On Sundays Gothamist runs opinion pieces relevant to life in New York and reviews of recent books and performances. The judgments expressed below are entirely those of the author.

2006_04_arts_wphitler.jpgIt’s hard to imagine a quirkier, more compelling idea for a character than a half-Irish salesman, jazz aficionado, and ladies’ man who also happens to be Adolf Hitler’s nephew. It might not even be possible to dream up such a creation, and in fact Mark Kassen (who was featured in a Gothamist interview last week) didn’t have to, because there really was a William Patrick Hitler, and he is the subject of Kassen’s play little Willy (directed by John Gould Rubin). Don’t go to the show expecting a straightforward telling of his story, though – Kassen embodies Willy effectively, but the result is more of a lurid, unsettling psychological biography than anything else.

Standing on the almost-bare stage, with an enormous projection screen looming behind him and the thick pillars of the Ohio theater space surrounding him imposingly, Kassen does seem very “little.” The screen shows, over the course of the performance, excerpts from a handwritten letter Willy sent to FDR begging for his assistance in getting into the Navy, since his notorious name was a bit of a handicap. The intermittent reading of the letter itself provides much of the play’s structure, as it touches upon most of the themes and concerns of Willy’s life, which often seem sort of contradictory as well as perplexing. This is surely because, as Kassen nimbly conveys, Willy himself was a bundle of paradoxes: boisterous yet hesitant, confident yet worried. After each new segment of the letter to FDR, we see a telling scene from Willy’s life: him as a charming but unsuccessful VW salesman; as a charming flirt but inadequate lover; and, perhaps most importantly, as a victim of family and historical forces, apparently sincere in his desire to distance himself from Adolf Hitler and Nazism, but always dragged back anyway, because of the doors, both bad and good, that his name inevitably opened for him. 2006_04_arts_littlewilly.jpgFilling in assorted other roles, most notably a series of women he hits on and a shady government agent who cross-examines him, is the versatile Roxanna Hope, whose bright presence tempers the harshness of the spotlight on Kassen somewhat.
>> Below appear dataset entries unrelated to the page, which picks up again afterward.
use std::path::PathBuf;
use std::time::Duration;

use anyhow::Context;
use clap::Parser;
use tracing::{error, info};
use tracing_subscriber::EnvFilter;

use nt_study::{
    accuracy_from_objective, run_search, MedianPruner, OrchestratorConfig, Report, Study,
    TrialOrchestrator,
};
use nt_types::{CancelToken, Direction};

/// Hyperparameter search driver for the external network trainer.
#[derive(Debug, Parser)]
#[command(version, about)]
struct Args {
    /// base configuration template
    #[arg(long)]
    base_config: PathBuf,
    /// training dataset passed to the trainer
    #[arg(long)]
    training_data: PathBuf,
    /// network generator executable
    #[arg(long)]
    generator: PathBuf,
    /// trainer executable
    #[arg(long)]
    trainer: PathBuf,
    /// number of new trials to run
    #[arg(long, default_value_t = 100)]
    trials: usize,
    /// study store; resumed if it already exists
    #[arg(long, default_value = "study.jsonl")]
    store: PathBuf,
    /// directory for trained checkpoints
    #[arg(long, default_value = "models")]
    models_dir: PathBuf,
    /// directory for trial-scoped configs and artifacts
    #[arg(long, default_value = "work")]
    work_dir: PathBuf,
    /// where to write the final report
    #[arg(long, default_value = "hyperparameter_report.json")]
    report: PathBuf,
    /// where to write the best configuration
    #[arg(long, default_value = "best_network.conf")]
    best_config: PathBuf,
    /// base seed for reproducible sampling
    #[arg(long, default_value_t = 42)]
    seed: u64,
    /// wall-clock bound per trial, in seconds
    #[arg(long)]
    trial_timeout: Option<u64>,
    /// epochs per trial
    #[arg(long, default_value_t = 100)]
    epochs: i64,
    /// trials exempt from pruning while the study is small
    #[arg(long, default_value_t = 5)]
    startup_trials: usize,
    /// steps within a trial exempt from pruning
    #[arg(long, default_value_t = 10)]
    warmup_steps: u64,
    /// beyond warm-up, evaluate pruning every Nth step
    #[arg(long, default_value_t = 1)]
    interval_steps: u64,
}

fn main() -> anyhow::Result<()> {
    tracing_subscriber::fmt()
        .with_env_filter(
            EnvFilter::try_from_default_env().unwrap_or_else(|_| EnvFilter::new("info")),
        )
        .init();

    let args = Args::parse();

    let cancel = CancelToken::new();
    {
        let cancel = cancel.clone();
        ctrlc::set_handler(move || {
            eprintln!("\ninterrupt received, finishing current bookkeeping");
            cancel.cancel();
        })
        .context("installing interrupt handler")?;
    }

    let pruner = MedianPruner::new(Direction::Minimize)
        .n_startup_trials(args.startup_trials)
        .n_warmup_steps(args.warmup_steps)
        .interval_steps(args.interval_steps);

    let orchestrator = TrialOrchestrator::new(
        OrchestratorConfig {
            base_config: args.base_config.clone(),
            training_data: args.training_data.clone(),
            generator: args.generator.clone(),
            trainer: args.trainer.clone(),
            work_dir: args.work_dir.clone(),
            models_dir: args.models_dir.clone(),
            trial_timeout: args.trial_timeout.map(Duration::from_secs),
            seed: args.seed,
            epochs: args.epochs,
        },
        pruner,
    )
    .context("setting up the trial orchestrator")?;

    let mut study = Study::open(&args.store).context("opening the study store")?;

    info!(
        trials = args.trials,
        store = %args.store.display(),
        data = %args.training_data.display(),
        "starting hyperparameter search"
    );

    let ran = run_search(&mut study, &orchestrator, args.trials, &cancel)?;
    if cancel.is_cancelled() {
        info!(ran, "search interrupted");
    } else {
        info!(ran, "search finished");
    }

    let Some(best) = study.best_trial() else {
        error!("no successful trials completed");
        return Ok(());
    };

    println!("\nBest trial:");
    println!(
        "  Trial #{} with {:.2}% accuracy",
        best.trial_number,
        accuracy_from_objective(best.objective)
    );
    println!("\nBest hyperparameters:");
    for (name, value) in best.assignment.iter() {
        println!("  {name}: {value}");
    }

    orchestrator
        .write_config(&best.assignment, &args.best_config)
        .context("writing the best configuration")?;
    println!("\nBest configuration saved to {}", args.best_config.display());

    if let Some(report) = Report::from_study(&study, &orchestrator.sampled_names()) {
        report.write(&args.report).context("writing the report")?;
        println!("Detailed report saved to {}", args.report.display());
    }

    Ok(())
}
//! Renders a sampled assignment into the trainer's configuration format.

use nt_types::{Assignment, ConfigError};
use tracing::debug;

use crate::document::ConfigDocument;

pub const SECTION_HYPERPARAMETERS: &str = "hyperparameters";
pub const SECTION_LR_SCHEDULER: &str = "lr_scheduler";
pub const SECTION_ARCHITECTURE: &str = "architecture";

/// Keys overwritten from the assignment, when present. Everything else in
/// the template is left untouched.
const HYPERPARAMETER_KEYS: &[&str] = &[
    "learning_rate",
    "batch_size",
    "dropout",
    "epochs",
    "samples_per_epoch",
];
const SCHEDULER_KEYS: &[&str] = &["decay_rate", "decay_steps", "min_lr"];

/// The trainer rejects configs missing any of these sections; catch that
/// before any subprocess runs.
pub fn validate_template(template: &ConfigDocument) -> Result<(), ConfigError> {
    for section in [
        SECTION_HYPERPARAMETERS,
        SECTION_LR_SCHEDULER,
        SECTION_ARCHITECTURE,
    ] {
        if !template.has_section(section) {
            return Err(ConfigError::MissingSection(section.to_string()));
        }
    }
    Ok(())
}

/// Pure function from (template, assignment) to a trial configuration:
/// tuned keys present in the assignment overwrite the template's values,
/// untouched settings are preserved.
pub fn materialize(
    template: &ConfigDocument,
    assignment: &Assignment,
) -> Result<ConfigDocument, ConfigError> {
    let mut doc = template.clone();

    for key in HYPERPARAMETER_KEYS {
        if let Some(value) = assignment.get(key) {
            doc.set(SECTION_HYPERPARAMETERS, key, value.to_string())?;
        }
    }

    // The scheduler type is implied by tuning its decay: the space only
    // samples exponential-decay settings.
    if assignment.contains("decay_rate") {
        doc.set(SECTION_LR_SCHEDULER, "type", "exponential")?;
    }
    for key in SCHEDULER_KEYS {
        if let Some(value) = assignment.get(key) {
            doc.set(SECTION_LR_SCHEDULER, key, value.to_string())?;
        }
    }

    if let Some(n_layers) = assignment.get_int("n_hidden_layers") {
        let widths: Vec<String> = (0..n_layers)
            .filter_map(|i| assignment.get_int(&format!("hidden_width_{i}")))
            .map(|w| w.to_string())
            .collect();
        doc.set(SECTION_ARCHITECTURE, "hidden_layers", n_layers.to_string())?;
        doc.set(SECTION_ARCHITECTURE, "hidden_sizes", widths.join(","))?;
    }

    debug!(parameters = assignment.len(), "materialized trial configuration");
    Ok(doc)
}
With each rejection or disappointing showing, he shows Willy to be a little smaller and closer to defeat until in the documentary-style final sequence Kassen simply disappears offstage, and an epilogue projected onto the screen outlines the essentially unnoticed end to Willy’s days.
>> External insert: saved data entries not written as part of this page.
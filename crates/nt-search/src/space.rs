//! Generic search space: an ordered list of parameter specs, sampled in
//! declaration order so later specs may read values already in the
//! assignment.

use nt_types::{Assignment, ParameterValue, SamplingError};
use rand::Rng;
use serde::{Deserialize, Serialize};

/// Describes how a parameter is sampled.
#[derive(Debug, Clone, PartialEq, Serialize, Deserialize)]
pub enum Domain {
    /// Continuous range [low, high]; log-uniform when `log_scale` is set.
    Float { low: f64, high: f64, log_scale: bool },
    /// Integer range [low, high] inclusive.
    Int { low: i64, high: i64 },
}

/// Dependency rule narrowing a domain from an already-sampled value.
#[derive(Debug, Clone, PartialEq, Serialize, Deserialize)]
pub enum ClipRule {
    /// The effective upper bound of an `Int` domain becomes
    /// `min(high, value_of(param))`. With a lower bound of 0 this makes
    /// every sampled index valid by construction.
    UpperToValueOf { param: String },
}

/// Conditional presence of a parameter.
#[derive(Debug, Clone, PartialEq, Serialize, Deserialize)]
pub enum ActiveIf {
    /// Sample this spec only while `param`'s value is strictly greater
    /// than `value`.
    GreaterThan { param: String, value: i64 },
}

/// A single parameter dimension in the search space.
#[derive(Debug, Clone, PartialEq, Serialize, Deserialize)]
pub struct ParameterSpec {
    pub name: String,
    pub domain: Domain,
    pub clip: Option<ClipRule>,
    pub active_if: Option<ActiveIf>,
}

impl ParameterSpec {
    pub fn new(name: impl Into<String>, domain: Domain) -> Self {
        Self {
            name: name.into(),
            domain,
            clip: None,
            active_if: None,
        }
    }

    pub fn clipped_by(mut self, param: impl Into<String>) -> Self {
        self.clip = Some(ClipRule::UpperToValueOf {
            param: param.into(),
        });
        self
    }

    pub fn active_if_greater_than(mut self, param: impl Into<String>, value: i64) -> Self {
        self.active_if = Some(ActiveIf::GreaterThan {
            param: param.into(),
            value,
        });
        self
    }
}

/// The full search space: an ordered list of parameter specs.
#[derive(Debug, Clone, Default, PartialEq, Serialize, Deserialize)]
pub struct SearchSpace {
    pub specs: Vec<ParameterSpec>,
}

impl SearchSpace {
    pub fn new() -> Self {
        Self::default()
    }

    pub fn add_float(mut self, name: impl Into<String>, low: f64, high: f64) -> Self {
        self.specs.push(ParameterSpec::new(
            name,
            Domain::Float {
                low,
                high,
                log_scale: false,
            },
        ));
        self
    }

    pub fn add_log_float(mut self, name: impl Into<String>, low: f64, high: f64) -> Self {
        self.specs.push(ParameterSpec::new(
            name,
            Domain::Float {
                low,
                high,
                log_scale: true,
            },
        ));
        self
    }

    pub fn add_int(mut self, name: impl Into<String>, low: i64, high: i64) -> Self {
        self.specs
            .push(ParameterSpec::new(name, Domain::Int { low, high }));
        self
    }

    pub fn push(mut self, spec: ParameterSpec) -> Self {
        self.specs.push(spec);
        self
    }

    /// Parameter names in sampling order. Conditionally-active specs are
    /// included; whether they appear in a given assignment depends on the
    /// sampled values.
    pub fn names(&self) -> impl Iterator<Item = &str> {
        self.specs.iter().map(|s| s.name.as_str())
    }

    /// Sample one assignment. Specs are visited in order; clip and
    /// activation rules read values sampled earlier in the same pass.
    pub fn sample<R: Rng>(&self, rng: &mut R) -> Result<Assignment, SamplingError> {
        let mut assignment = Assignment::new();

        for spec in &self.specs {
            if let Some(ActiveIf::GreaterThan { param, value }) = &spec.active_if {
                let gate = int_dependency(&assignment, &spec.name, param)?;
                if gate <= *value {
                    continue;
                }
            }

            let value = match &spec.domain {
                Domain::Float {
                    low,
                    high,
                    log_scale,
                } => {
                    let v = if *log_scale {
                        rng.gen_range(low.ln()..=high.ln()).exp()
                    } else {
                        rng.gen_range(*low..=*high)
                    };
                    ParameterValue::Float(v)
                }
                Domain::Int { low, high } => {
                    let mut high = *high;
                    if let Some(ClipRule::UpperToValueOf { param }) = &spec.clip {
                        high = high.min(int_dependency(&assignment, &spec.name, param)?);
                    }
                    if *low > high {
                        return Err(SamplingError::EmptyRange {
                            param: spec.name.clone(),
                            low: *low,
                            high,
                        });
                    }
                    ParameterValue::Int(rng.gen_range(*low..=high))
                }
            };

            assignment.insert(&spec.name, value);
        }

        Ok(assignment)
    }
}

fn int_dependency(
    assignment: &Assignment,
    param: &str,
    depends_on: &str,
) -> Result<i64, SamplingError> {
    let value = assignment
        .get(depends_on)
        .ok_or_else(|| SamplingError::UnsatisfiedDependency {
            param: param.to_string(),
            depends_on: depends_on.to_string(),
        })?;
    value
        .as_int()
        .ok_or_else(|| SamplingError::NonIntegerDependency {
            param: param.to_string(),
            depends_on: depends_on.to_string(),
        })
}

#[cfg(test)]
mod tests {
    use super::*;
    use rand::SeedableRng;
    use rand_chacha::ChaCha8Rng;

    fn rng(seed: u64) -> ChaCha8Rng {
        ChaCha8Rng::seed_from_u64(seed)
    }

    #[test]
    fn sampling_respects_bounds() {
        let space = SearchSpace::new()
            .add_int("decay_steps", 1, 10)
            .add_float("dropout", 0.0, 0.5);

        for seed in 0..50 {
            let a = space.sample(&mut rng(seed)).unwrap();
            let steps = a.get_int("decay_steps").unwrap();
            assert!((1..=10).contains(&steps));
            let dropout = a.get_f64("dropout").unwrap();
            assert!((0.0..=0.5).contains(&dropout));
        }
    }

    #[test]
    fn log_uniform_stays_in_bounds() {
        let space = SearchSpace::new().add_log_float("learning_rate", 1e-4, 1e-1);
        for seed in 0..100 {
            let a = space.sample(&mut rng(seed)).unwrap();
            let lr = a.get_f64("learning_rate").unwrap();
            assert!((1e-4..=1e-1).contains(&lr), "lr out of bounds: {lr}");
        }
    }

    #[test]
    fn clip_narrows_the_upper_bound() {
        let space = SearchSpace::new()
            .add_int("first", 0, 8)
            .push(ParameterSpec::new("second", Domain::Int { low: 0, high: 8 }).clipped_by("first"));

        for seed in 0..100 {
            let a = space.sample(&mut rng(seed)).unwrap();
            let first = a.get_int("first").unwrap();
            let second = a.get_int("second").unwrap();
            assert!(second <= first, "second {second} exceeds first {first}");
        }
    }

    #[test]
    fn inactive_specs_are_skipped() {
        let space = SearchSpace::new().add_int("n", 2, 2).push(
            ParameterSpec::new("extra", Domain::Int { low: 0, high: 5 })
                .active_if_greater_than("n", 2),
        );

        let a = space.sample(&mut rng(0)).unwrap();
        assert!(a.contains("n"));
        assert!(!a.contains("extra"));
    }

    #[test]
    fn unknown_dependency_is_an_error() {
        let space = SearchSpace::new()
            .push(ParameterSpec::new("x", Domain::Int { low: 0, high: 5 }).clipped_by("missing"));

        match space.sample(&mut rng(0)) {
            Err(SamplingError::UnsatisfiedDependency { param, depends_on }) => {
                assert_eq!(param, "x");
                assert_eq!(depends_on, "missing");
            }
            other => panic!("expected dependency error, got {other:?}"),
        }
    }

    #[test]
    fn float_dependency_is_rejected() {
        let space = SearchSpace::new()
            .add_float("f", 0.0, 1.0)
            .push(ParameterSpec::new("x", Domain::Int { low: 0, high: 5 }).clipped_by("f"));

        assert!(matches!(
            space.sample(&mut rng(0)),
            Err(SamplingError::NonIntegerDependency { .. })
        ));
    }

    #[test]
    fn spec_round_trips_through_json() {
        let space = SearchSpace::new().add_log_float("lr", 1e-4, 1e-1).push(
            ParameterSpec::new("h1", Domain::Int { low: 0, high: 8 })
                .clipped_by("h0")
                .active_if_greater_than("n", 1),
        );
        let json = serde_json::to_string(&space).unwrap();
        let back: SearchSpace = serde_json::from_str(&json).unwrap();
        assert_eq!(space, back);
    }
}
Unless you’re only interested in getting the history of William Patrick Hitler, Kassen’s approach to the past contained in little Willy compares favorably with David Hare’s in Stuff Happens, now at the Public, which I also saw recently. Despite the reality that Hare did make a considerable amount of the play up, because it concerns private dialogues between Bush and Blair, and Powell and Rice, and so on, and despite some intelligent, passionate acting, the play comes off as a mere rehashing of the events leading up to the war in Iraq, without new interpretation or creative insight. Of course there’s nothing wrong with scrutinizing those events, in fact we should probably have them uppermost in our minds if they’re not, especially with talk of a similar process possibly in the works for Iran -- but what’s the point of doing so in a theatrical setting if you’re not going to bother doing so artistically or innovatively, so that the audience leaves thinking about the situation in a new way? Most of us have seen/read about (or just assumed, in the case of the imagined tête-à-têtes) all of it, probably many times, and Stuff Happens just doesn’t add much to the conversation. Almost no one knew the fascinating William Patrick Hitler story, so Kassen could have done a straight history play and still made a valuable contribution. little Willy is not that kind of play – we’ll have to wait for some intrepid reporter to follow the tracks of Kassen’s research to hear the full account – but is instead a dark, stylized tumble down the rabbit-hole of Willy’s quest – sometimes pathetic, sometimes winning, often disquieting – to become his own person and escape the devastating consequences of his family background.

Ohio Theater // 66 Wooster St. // Through April 30, Fri. & Sat. 8pm, Sun. 7pm // Tickets via Ticket Central
Photos by Monique Carboni.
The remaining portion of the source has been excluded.